Harvard received a grant from the Coronavirus Aid, Relief and Economic Security (CARES) Act, even though it already has a $41 billion endowment fund.
The money was allocated to Harvard from the $12 billion in funds allotted in the CARES act as part of the Higher Education Emergency Relief Fund. (The Higher Education Relief Fund is separate from the Paycheck Protection Program, that ran out of money last week)
But Harvard’s grant prompted criticism of the bill, which was rushed forward in Congress to help support small businesses and colleges who needed the funds, simply to stay afloat.
Harvard defended its acquisition of a grant from the CARES act.
“Harvard has committed that 100 percent of these emergency higher education funds will be used to provide direct assistance to students facing urgent financial needs due to the COVID-19 pandemic,” Jonathan Swain of the Harvard Public Affairs and Communications Department said in a statement to Breitbart News.
But Trump was adamant that Harvard needed to pay back the grant.
“They have one of the largest endowments anywhere in the country, maybe in the world, I guess,” Trump said. “And they’re going to pay back that money.
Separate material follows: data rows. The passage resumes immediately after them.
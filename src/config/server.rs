//! Scan server location and realtime channel policy.

/// Reconnection policy for the realtime session.
pub struct ReconnectPolicy {
    /// Attempts after the first failure before giving up.
    pub max_attempts: u32,
    pub initial_delay_ms: u64,
    pub max_delay_ms: u64,
    /// A session that has not completed its handshake by now counts as failed.
    pub handshake_timeout_ms: u64,
}

pub struct ServerConfig {
    pub port: u16,
    /// Hosts treated as local development (cross-origin, plain http).
    pub local_hosts: &'static [&'static str],
    pub local_origin: &'static str,
    pub filter_path: &'static str,
    pub reconnect: ReconnectPolicy,
    /// Disconnect reason reported when the server closed the session on purpose.
    pub server_disconnect_reason: &'static str,
}

pub const SERVER: ServerConfig = ServerConfig {
    port: 5001,
    local_hosts: &["localhost", "127.0.0.1"],
    local_origin: "http://localhost:5001",
    filter_path: "/filter",
    reconnect: ReconnectPolicy {
        max_attempts: 5,
        initial_delay_ms: 3_000,
        max_delay_ms: 15_000,
        handshake_timeout_ms: 30_000,
    },
    server_disconnect_reason: "io server disconnect",
};
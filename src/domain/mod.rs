mod coin_list;
mod filter;
mod scan_result;
mod timeframe;

pub use coin_list::{CoinList, normalize_symbol, parse_coin_list};
pub use filter::{Comparison, FilterForm, FilterId, FilterSetting, FilterStates};
pub use scan_result::{MatchResult, ResultColumn, ScanCompleted, ScanProgress};
pub use timeframe::{Timeframe, TimeframeSelection};
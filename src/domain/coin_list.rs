//! Coin list import: turns an uploaded watchlist into `SYMBOLUSDT` tickers.

const QUOTE: &str = "USDT";
const PERPETUAL_SUFFIX: &str = ".P";

/// A parsed upload plus the metadata shown under the upload control.
#[derive(Debug, Clone, PartialEq)]
pub struct CoinList {
    pub file_name: String,
    pub size_bytes: usize,
    pub symbols: Vec<String>,
}

impl CoinList {
    pub fn from_text(file_name: impl Into<String>, content: &str) -> Self {
        Self {
            file_name: file_name.into(),
            size_bytes: content.len(),
            symbols: parse_coin_list(content),
        }
    }

    /// A list restored from a running server session; no file behind it.
    pub fn from_symbols(symbols: Vec<String>) -> Self {
        Self {
            file_name: String::new(),
            size_bytes: 0,
            symbols,
        }
    }

    pub fn has_file(&self) -> bool {
        !self.file_name.is_empty()
    }

    /// `"watchlist.txt (1.2 KB)"`
    pub fn describe_file(&self) -> String {
        format!(
            "{} ({:.1} KB)",
            self.file_name,
            self.size_bytes as f64 / 1024.0
        )
    }

    pub fn len(&self) -> usize {
        self.symbols.len()
    }

    pub fn is_empty(&self) -> bool {
        self.symbols.is_empty()
    }
}

/// Splits on newlines and commas, trims, drops blanks, then keeps every token
/// that normalizes to a ticker. Order is preserved.
pub fn parse_coin_list(content: &str) -> Vec<String> {
    content
        .split(['\n', ','])
        .map(str::trim)
        .filter(|token| !token.is_empty())
        .filter_map(normalize_symbol)
        .collect()
}

/// Pattern cascade, first match wins:
///   `EXCHANGE:XXXUSDT.P` → `XXXUSDT`
///   `EXCHANGE:XXXUSDT`   → `XXXUSDT`
///   `XXXUSDT.P`          → `XXXUSDT`
///   `XXXUSDT`            → unchanged
pub fn normalize_symbol(token: &str) -> Option<String> {
    let body = match token.split_once(':') {
        Some((exchange, rest)) if is_symbol_chars(exchange) => rest,
        Some(_) => return None,
        None => token,
    };
    let spot = body.strip_suffix(PERPETUAL_SUFFIX).unwrap_or(body);
    let base = spot.strip_suffix(QUOTE)?;
    is_symbol_chars(base).then(|| format!("{}{}", base, QUOTE))
}

fn is_symbol_chars(s: &str) -> bool {
    !s.is_empty()
        && s
            .chars()
            .all(|c| c.is_ascii_uppercase() || c.is_ascii_digit())
}

#[cfg(test)]
mod tests {
    use super::*;

    #[test]
    fn mixed_upload_keeps_only_recognized_symbols() {
        let parsed = parse_coin_list("BINANCE:BTCUSDT.P\nETHUSDT\ngarbage");
        assert_eq!(parsed, vec!["BTCUSDT", "ETHUSDT"]);
    }

    #[test]
    fn every_pattern_in_the_cascade_normalizes() {
        assert_eq!(normalize_symbol("BINANCE:SOLUSDT.P").as_deref(), Some("SOLUSDT"));
        assert_eq!(normalize_symbol("BYBIT:SOLUSDT").as_deref(), Some("SOLUSDT"));
        assert_eq!(normalize_symbol("1000PEPEUSDT.P").as_deref(), Some("1000PEPEUSDT"));
        assert_eq!(normalize_symbol("XRPUSDT").as_deref(), Some("XRPUSDT"));
    }

    #[test]
    fn non_matching_tokens_are_dropped() {
        for bad in [
            "USDT",
            "BTCUSD",
            "btcusdt",
            "BTCUSDT.X",
            ":BTCUSDT",
            "binance:BTCUSDT",
            "BINANCE:",
            "BTC-USDT",
            "A:B:BTCUSDT",
        ] {
            assert_eq!(normalize_symbol(bad), None, "{} should be dropped", bad);
        }
    }

    #[test]
    fn commas_newlines_and_whitespace_all_separate() {
        let parsed = parse_coin_list(" BTCUSDT , ETHUSDT\r\n\n,, BINANCE:ADAUSDT.P  \n");
        assert_eq!(parsed, vec!["BTCUSDT", "ETHUSDT", "ADAUSDT"]);
    }

    #[test]
    fn file_description_uses_kilobytes() {
        let list = CoinList::from_text("list.txt", &"BTCUSDT\n".repeat(256));
        assert_eq!(list.len(), 256);
        assert_eq!(list.describe_file(), "list.txt (2.0 KB)");
    }
}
They shouldn’t have taken it.”
The CARES act has also received criticism after publicly traded companies received forgivable loans from the bill that was meant to help small businesses, despite having available capital.
Treasury Secretary Steven Mnuchin criticized the businesses for taking advantage of a program that was intended for small businesses.
He said that a FAQ would be released by the Treasury Department to help limit loans to big companies.
“I’m asking people to remember the intent of this money was for businesses that needed the money,” he said. “Not big public companies that have access to capital.”